Some smaller/older/less burly officers struggled with requalification, and apparently the FBI with a bunch of people who were attorneys or accountants with guns had similar problems because they soon spec’d a load dialed back to 180gr@950fps and that was in their eyes “adequate”. I shot the Winchester version at a firearms instructor course at FLETC in GA, zero issues from my 1006, and I have a plaque around here somewhere that says I cleaned their qualification course every time we shot it. That load did not impress the hors d’highway deer as much as the original 180gr@1,200fps loading but we carried it for a while. Eventually 10mm ammo wasn’t being developed by the ammo companies, S&W quit making the 1006 and offered to trade us .40S&W guns and life moved on.
Much like .357Mag, 10mm ammo is all over the place depending on what factory loads it, going from being .40 S&W in a longer case to fire breathing near magnum stuff from the boutique loaders. I occasionally carry my Ruger SR1911 or GP-100 both in 10mm, and usually with the SIG V Crown because it shoots well in both guns. Personally I’d prefer a 180gr Gold Dot at 1,200fps (like my practice loads using BE-86) but Speer hasn’t seen fit to offer those. I figure I survived for 30+ years not shooting anyone with ammo worse than the V Crown, now that I’m old and retired I’ll endeavor to still not shoot anyone. In any event a 1 cm hole is going to leave a mark.
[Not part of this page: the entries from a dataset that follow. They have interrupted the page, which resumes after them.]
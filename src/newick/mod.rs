//! Newick/NHX format parser for phylogenetic trees.
//!
//! This module provides [NewickParser] to parse Newick format strings into
//! a [Tree]. With [`NewickParser::with_nhx`] it also decodes NHX annotation
//! blocks of the form `[&&NHX:key=value:...]`.
//!
//! # Quick API
//! For simple use cases with default settings:
//! * [`parse_str`] - parses plain Newick, bracket blocks are kept in labels
//! * [`parse_nhx_str`] - parses Newick with NHX annotations decoded
//!
//! # Full API
//! For more control, configure a [NewickParser] and provide data via a
//! [ByteParser](crate::parser::ByteParser):
//! * [`NewickParser::parse_str`] - parse a single tree
//! * [`NewickParser::fallbacks`] - inspect branch lengths replaced by 0
//!
//! # Format
//! The Newick format has the following grammar:
//! * `tree ::= vertex [';']`
//! * `vertex ::= internal_vertex | leaf`
//! * `internal_vertex ::= '(' vertex (',' vertex)* ')' [label] [branch_length] [block]`
//! * `leaf ::= [label] [branch_length] [block]`
//! * `branch_length ::= ':' number`
//!
//! Furthermore:
//! * Whitespace can occur between elements
//! * `[...]` blocks are opaque: in a label they are label text (or NHX
//!   annotations in NHX mode), after a branch length they are comments
//!   (or NHX annotations in NHX mode)
//!
//! For example, in NHX mode
//! * `(A[&&NHX:S=human]:0.1,B:0.2[&&NHX:S=mouse])`
//!
//! yields leaves `A` and `B` with annotation `S` set to `human` and `mouse`.

mod defs;
pub mod parser;

pub use parser::{LengthFallback, LengthPolicy, NewickParser};

use crate::model::Tree;
use crate::parser::ParsingError;

// ============================================================================
// QUICK PARSING API (pub)
// ============================================================================
/// Parses a single Newick string into a [Tree] using default settings.
///
/// Bracket blocks attached to labels stay part of the label and malformed
/// branch lengths become 0.
///
/// # Example
/// ```
/// use nhxtree::newick::parse_str;
///
/// let tree = parse_str("(Fratercula_cirrhata,(Fratercula_arctica,Fratercula_corniculata));")?;
/// assert_eq!(tree.num_leaves(), 3);
///
/// # Ok::<(), Box<dyn std::error::Error>>(())
/// ```
pub fn parse_str<S: AsRef<str>>(newick: S) -> Result<Tree, ParsingError> {
    NewickParser::new().parse(newick.as_ref())
}

/// Parses a single Newick string with NHX annotations into a [Tree].
///
/// # Example
/// ```
/// use nhxtree::newick::parse_nhx_str;
///
/// let tree = parse_nhx_str("(A[&&NHX:S=human],B[&&NHX:S=mouse]);")?;
/// let b = tree.find_leaf("B").unwrap();
/// assert_eq!(tree[b].annotation("S"), Some("mouse"));
///
/// # Ok::<(), Box<dyn std::error::Error>>(())
/// ```
pub fn parse_nhx_str<S: AsRef<str>>(newick: S) -> Result<Tree, ParsingError> {
    NewickParser::new().with_nhx().parse(newick.as_ref())
}
//! Pairwise distance matrices between leaves.
//!
//! A [DistanceMatrix] is built either from a tree
//! ([distance_matrix](crate::distance::distance_matrix)) or from PHYLIP text
//! ([parse_phylip]). It can be written back with [to_phylip].

pub mod phylip;

pub use phylip::{PhylipShape, parse_phylip, to_phylip, to_phylip_lower};

use serde::{Deserialize, Serialize};
use std::collections::HashSet;
use thiserror::Error;

// =#========================================================================#=
// MATRIX FORMAT ERROR
// =#========================================================================#=
/// Errors from reading PHYLIP text or assembling a [DistanceMatrix].
///
/// Row indices are 0-based and count data rows (the header is not a row).
#[derive(Error, Debug, Clone, PartialEq)]
pub enum MatrixFormatError {
    /// First line is not a number of taxa
    #[error("Invalid header '{0}', expected the number of taxa")]
    HeaderInvalid(String),
    /// Fewer data lines than announced by the header
    #[error("Truncated matrix: expected {expected} rows but found {found}")]
    Truncated { expected: usize, found: usize },
    /// A row with the wrong number of values for the detected format
    #[error("Row {row} has {found} values, expected {expected}")]
    RowLengthMismatch { row: usize, expected: usize, found: usize },
    /// First row is neither square (`n` values) nor lower-triangular (1 value)
    #[error("Unrecognized matrix format: first row has {found} values")]
    UnrecognizedFormat { found: usize },
    /// A value that does not parse as a number
    #[error("Row {row}: '{token}' is not a number")]
    InvalidNumber { row: usize, token: String },
    /// Number of rows does not match the number of labels
    #[error("Matrix has {found} rows for {expected} labels")]
    DimensionMismatch { expected: usize, found: usize },
    /// A label already used by an earlier row
    #[error("Row {row}: duplicate label '{label}'")]
    DuplicateLabel { row: usize, label: String },
}

// =#========================================================================#=
// DISTANCE MATRIX
// =#========================================================================#=
/// Square matrix of pairwise distances between labelled taxa.
///
/// # Invariants
/// - `labels` and `matrix` have the same length `n`
/// - every row has `n` values
/// - labels are unique
///
/// Matrices computed from a tree are additionally symmetric with a zero
/// diagonal; matrices read from square PHYLIP text are kept verbatim.
///
/// # Example
/// ```
/// use nhxtree::matrix::DistanceMatrix;
///
/// let matrix = DistanceMatrix::new(
///     vec!["A".to_string(), "B".to_string()],
///     vec![vec![0.0, 0.3], vec![0.3, 0.0]],
/// ).unwrap();
/// assert_eq!(matrix.distance("A", "B"), Some(0.3));
/// ```
#[derive(Debug, Clone, PartialEq, Serialize, Deserialize)]
#[serde(try_from = "MatrixParts")]
pub struct DistanceMatrix {
    labels: Vec<String>,
    matrix: Vec<Vec<f64>>,
    n: usize,
}

/// Unchecked fields, validated through [DistanceMatrix::new] on deserialization.
#[derive(Deserialize)]
struct MatrixParts {
    labels: Vec<String>,
    matrix: Vec<Vec<f64>>,
}

impl TryFrom<MatrixParts> for DistanceMatrix {
    type Error = MatrixFormatError;

    fn try_from(parts: MatrixParts) -> Result<Self, Self::Error> {
        DistanceMatrix::new(parts.labels, parts.matrix)
    }
}

impl DistanceMatrix {
    /// Creates a distance matrix, checking that it is square, matches the labels
    /// and that no label repeats.
    ///
    /// # Errors
    /// * [MatrixFormatError::DimensionMismatch] if the number of rows differs from the number of labels
    /// * [MatrixFormatError::RowLengthMismatch] for the first row of wrong length
    /// * [MatrixFormatError::DuplicateLabel] for the first label seen twice
    pub fn new(labels: Vec<String>, matrix: Vec<Vec<f64>>) -> Result<Self, MatrixFormatError> {
        let n = labels.len();
        if matrix.len() != n {
            return Err(MatrixFormatError::DimensionMismatch { expected: n, found: matrix.len() });
        }
        if let Some((row, values)) = matrix.iter().enumerate().find(|(_, values)| values.len() != n) {
            return Err(MatrixFormatError::RowLengthMismatch { row, expected: n, found: values.len() });
        }
        let mut seen = HashSet::with_capacity(n);
        if let Some((row, label)) = labels.iter().enumerate().find(|&(_, label)| !seen.insert(label.as_str())) {
            return Err(MatrixFormatError::DuplicateLabel { row, label: label.clone() });
        }

        Ok(DistanceMatrix { labels, matrix, n })
    }

    /// Creates an all-zero matrix for the given labels.
    pub fn zeros(labels: Vec<String>) -> Self {
        let n = labels.len();
        DistanceMatrix { labels, matrix: vec![vec![0.0; n]; n], n }
    }

    /// Returns the number of taxa.
    pub fn n(&self) -> usize {
        self.n
    }

    /// Returns `true` if the matrix has no taxa.
    pub fn is_empty(&self) -> bool {
        self.n == 0
    }

    /// Returns the taxon labels, in row order.
    pub fn labels(&self) -> &[String] {
        &self.labels
    }

    /// Returns the rows of the matrix.
    pub fn rows(&self) -> &[Vec<f64>] {
        &self.matrix
    }

    /// Returns the distance between the taxa at rows `i` and `j`.
    ///
    /// # Panics
    /// Panics if `i` or `j` is out of bounds.
    pub fn get(&self, i: usize, j: usize) -> f64 {
        self.matrix[i][j]
    }

    /// Returns the row of the taxon with the given label.
    pub fn index_of(&self, label: &str) -> Option<usize> {
        self.labels.iter().position(|l| l == label)
    }

    /// Returns the distance between two taxa by label.
    pub fn distance(&self, a: &str, b: &str) -> Option<f64> {
        Some(self.matrix[self.index_of(a)?][self.index_of(b)?])
    }

    /// Returns whether `matrix[i][j]` and `matrix[j][i]` differ by at most `epsilon`
    /// for all pairs and the diagonal is within `epsilon` of zero.
    pub fn is_symmetric(&self, epsilon: f64) -> bool {
        (0..self.n).all(|i| {
            self.matrix[i][i].abs() <= epsilon
                && (0..i).all(|j| (self.matrix[i][j] - self.matrix[j][i]).abs() <= epsilon)
        })
    }

    /// Returns the square PHYLIP representation of this matrix.
    pub fn to_phylip(&self) -> String {
        to_phylip(&self.labels, &self.matrix)
    }

    /// Consumes the matrix and returns labels and rows.
    pub fn into_parts(self) -> (Vec<String>, Vec<Vec<f64>>) {
        (self.labels, self.matrix)
    }

    /// Wraps rows known to form an `n x n` matrix for `n` labels.
    pub(crate) fn from_square(labels: Vec<String>, matrix: Vec<Vec<f64>>) -> Self {
        let n = labels.len();
        DistanceMatrix { labels, matrix, n }
    }

    pub(crate) fn set_symmetric(&mut self, i: usize, j: usize, value: f64) {
        self.matrix[i][j] = value;
        self.matrix[j][i] = value;
    }
}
To expound on this. Yes. Jeff Cooper had been wanting a .40 caliber, 200 grain bullet, running 1000 feet per second. And he wanted a CZ75 based gun shooting it. He had a whole lot of influence in the industry in that time. The guys at Dornhouse & Dixon ended up producing some along those lines with the gun but the round was quite different. When they found an ammo manufacturer that would make the brass and rounds it was Norma. That ammo shoved a 200 grain bullet out of their test barrel at 1260 FPS and a tick over 700lb of energy, IIRC. So basically it actually was the rerun of the .41 magnum and doomed from the start.
I was pretty surprised that the FBI adopted it and was not surprised to read that they quickly downloaded it. I often wonder if the Bren 10 would have had a different outcome if Col. Cooper had been listened to a little closer. I also wonder if the .357 Sig would have happened along in the 10mm's place if it would have had a different following too since there really was no argument (at that time) that a .357 Magnum was near the perfect LE caliber (ballistically speaking) and the Sig basically replicated it. But had any of that happened we may not have ended up getting the great bullet construction methods we have today either, so there's that I guess.